# ASSIGNMENT
Nothing in the records should change; write them all out again.

(Data items)
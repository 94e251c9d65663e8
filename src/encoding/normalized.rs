//! Byte quantization of values already mapped into `[0, 1]`.

use super::{Encoding, Vec2};
use std::marker::PhantomData;

fn quantize(v: f32) -> u8 {
    (v.clamp(0.0, 1.0) * f32::from(u8::MAX)) as u8
}

fn dequantize(b: u8) -> f32 {
    f32::from(b) / f32::from(u8::MAX)
}

/// Quantizes the `f32` produced by `B` to one byte.
#[derive(Debug, Clone, Copy)]
pub struct NormalizedByte<B>(PhantomData<B>);

impl<B, T> Encoding<T, u8> for NormalizedByte<B>
where
    B: Encoding<T, f32>,
{
    fn encode(value: T) -> u8 {
        quantize(B::encode(value))
    }

    fn decode(value: u8) -> T {
        B::decode(dequantize(value))
    }
}

/// Quantizes each component of the [`Vec2`] produced by `B` to one byte.
#[derive(Debug, Clone, Copy)]
pub struct NormalizedVec2Bytes<B>(PhantomData<B>);

impl<B, T> Encoding<T, (u8, u8)> for NormalizedVec2Bytes<B>
where
    B: Encoding<T, Vec2>,
{
    fn encode(value: T) -> (u8, u8) {
        let to = B::encode(value);
        (quantize(to.x), quantize(to.y))
    }

    fn decode((x, y): (u8, u8)) -> T {
        B::decode(Vec2::new(dequantize(x), dequantize(y)))
    }
}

# WRITTEN SOLUTION
repository 94e251c9d65663e8
filename src/encoding/normalized.rs
//! Byte quantization of values already mapped into `[0, 1]`.

use super::{Encoding, Vec2};
use std::marker::PhantomData;

fn quantize(v: f32) -> u8 {
    (v.clamp(0.0, 1.0) * f32::from(u8::MAX)) as u8
}

fn dequantize(b: u8) -> f32 {
    f32::from(b) / f32::from(u8::MAX)
}

/// Quantizes the `f32` produced by `B` to one byte.
#[derive(Debug, Clone, Copy)]
pub struct NormalizedByte<B>(PhantomData<B>);

impl<B, T> Encoding<T, u8> for NormalizedByte<B>
where
    B: Encoding<T, f32>,
{
    fn encode(value: T) -> u8 {
        quantize(B::encode(value))
    }

    fn decode(value: u8) -> T {
        B::decode(dequantize(value))
    }
}

/// Quantizes each component of the [`Vec2`] produced by `B` to one byte.
#[derive(Debug, Clone, Copy)]
pub struct NormalizedVec2Bytes<B>(PhantomData<B>);

impl<B, T> Encoding<T, (u8, u8)> for NormalizedVec2Bytes<B>
where
    B: Encoding<T, Vec2>,
{
    fn encode(value: T) -> (u8, u8) {
        let to = B::encode(value);
        (quantize(to.x), quantize(to.y))
    }

    fn decode((x, y): (u8, u8)) -> T {
        B::decode(Vec2::new(dequantize(x), dequantize(y)))
    }
}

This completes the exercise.